By now I’m sure you’ve heard that qualifying US taxpayers will be receiving a stimulus check, or what’s technically called your economic impact payment. If not, here’s what the IRS wants you to know. Beyond that, keep reading for a few tips on how to best make use of the funds once you receive them.
When should I get my check?
Per the US Treasury department and the IRS, economic impact payments are expected to begin going out mid-April. As of right now, you do not need to do anything else to get payment as long as you filed a tax return in 2018 or 2019 (if not, check out this flyer from the IRS). And remember, if you get a call asking you to make changes it’s a scam.
If your tax return included banking information for payment of taxes due or to direct deposit your refund, the IRS will send your stimulus check to you that way. If it did not, then you’ll receive a check. The IRS has also said there will be an opportunity to provide updated banking information, but the format is still to be determined as of the publishing of this post. We do know for sure that the IRS will be sending a follow-up letter advising you that the payment was sent, so that if for some reason you don’t get it, you’ll know to take action.
The best place to learn more about this is on the IRS website specific to these payments here, but the bottom line is: you don’t need to take action at this time to receive a check if you are up-to-date on your tax filings. Check out our stimulus check article to see if you qualify and to learn details of taxation.

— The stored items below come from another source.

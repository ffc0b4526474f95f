//! Integration tests for the review round-trip law.

use chrono::{TimeZone, Utc};
use product_reviews_core::{Review, ReviewList};
use serde_json::json;

#[test]
fn test_review_roundtrip_law() {
    // For any valid representation, from_representation(to_value(r)) == r.
    let reviews = vec![
        Review::new(5.0, "great", Utc.with_ymd_and_hms(2023, 11, 2, 8, 0, 0).unwrap()),
        Review {
            rating: 1.5,
            text: None,
            pros: Some("cheap".to_string()),
            cons: Some("broke in a week".to_string()),
            summary: None,
            created_at: Utc.with_ymd_and_hms(2024, 2, 29, 23, 59, 59).unwrap(),
        },
    ];

    for review in reviews {
        let value = review.to_value().unwrap();
        let parsed = Review::from_representation(&value).unwrap();
        assert_eq!(review, parsed);
    }
}

#[test]
fn test_string_timestamp_form_is_accepted() {
    let value = json!({
        "rating": 4,
        "text": "fine",
        "created_at": "2024-05-01T10:00:00Z"
    });
    let review = Review::from_representation(&value).unwrap();
    assert_eq!(
        review.created_at,
        Utc.with_ymd_and_hms(2024, 5, 1, 10, 0, 0).unwrap()
    );
    // Integer ratings widen to the numeric type.
    assert!((review.rating - 4.0).abs() < f64::EPSILON);
}

#[test]
fn test_document_roundtrip_preserves_order() {
    let document = json!({
        "items": [
            { "rating": 1.0, "text": "first", "created_at": "2024-01-01T00:00:00Z" },
            { "rating": 2.0, "text": "second", "created_at": "2024-01-02T00:00:00Z" },
            { "rating": 3.0, "text": "third", "created_at": "2024-01-03T00:00:00Z" }
        ]
    });
    let list = ReviewList::from_document(&document).unwrap();
    let texts: Vec<_> = list
        .reviews
        .iter()
        .map(|r| r.text.clone().unwrap())
        .collect();
    assert_eq!(texts, vec!["first", "second", "third"]);
}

What can I do with these checks?
Almost anything! They are being sent to make sure everyone can cover their essentials and possibly push cash back into the economy. While there are no restrictions on what you can use the funds for, we do have some suggestions on how to spend those checks.
If you’ve already lost income
If you are one of the 10 million Americans who have lost their income due to COVID-19 related changes, how do you make the most of this one-time payment? Here’s what we suggest:
- Use the stimulus check to bridge the gap between your last paycheck and when unemployment kicks in (haven’t applied for unemployment? Check out this article about next steps).
- Know your rights. Set up a Google Alert for your town, county and state. What are the rules on collections and evictions? Know what the rules are before using funds on something that has leeway. Keep in mind these are rapidly changing.
- Contact your creditors to see if they will offer relief for debt payments; don’t ignore your bills, but work with them to see what flexibility they will offer. Make sure to ask about any fees that may apply. Check out this toolkit to prioritize bills.
If your income is not secure
Maybe you’ve lost a portion of your income or perhaps you are waiting to hear about a possible furlough. Let’s make sure you are taking care of yourself first and foremost.
- Start with a hard look at your budget. What are your needs, what are your wants, and what are extras? Start living on that budget now.
- Save any extra money and put it into your emergency fund. Check bankrate.com to make sure you are getting the highest interest rate on your savings.
- Create a debt inventory, and prioritize debts based off flexibility. Focus on paying debts that have the least wiggle room.
- If you have income still, continue to make contributions as able to your retirement account to get the full employer match. Keep your eye on the prize long term.
If your income is secure
Wonderful! Let’s do a spot check to make sure that you are in a good place. How can you make the most of this money?
- Do you have a robust emergency fund? Ideally, this is 3-6 months of spending. If your income stopped tomorrow could you go three months with no changes to your spending?
- What debt do you have? Make a list of what you owe, interest rates and minimum payments.
- Are you maxing to the match on your retirement plan? It’s free money, make sure that you are getting it from your employer.
- Have you funded a Roth or traditional IRA? Due to the tax deadline extension, you have until July 15th to max out your 2019 IRA or Roth IRA contribution. If you haven’t done it, you still have time!
- Have you funded your HSA? Same goes for your HSA, you have until July 15th to make the maximum contribution.
- If you have all your ducks in a row, help where you can, such as buying gift cards to small and local business to help support them while we are all home. If you are comfortable, get touchless take out.
- Donate. If you truly don’t need the money, consider donating it to a worthy cause. Keep in mind that charitable donations can be tax deductible.
Lastly, stimulus check or not, take some time to take care of yourself. Watch a cat video, play a video game or take a walk. And of course, wash your hands.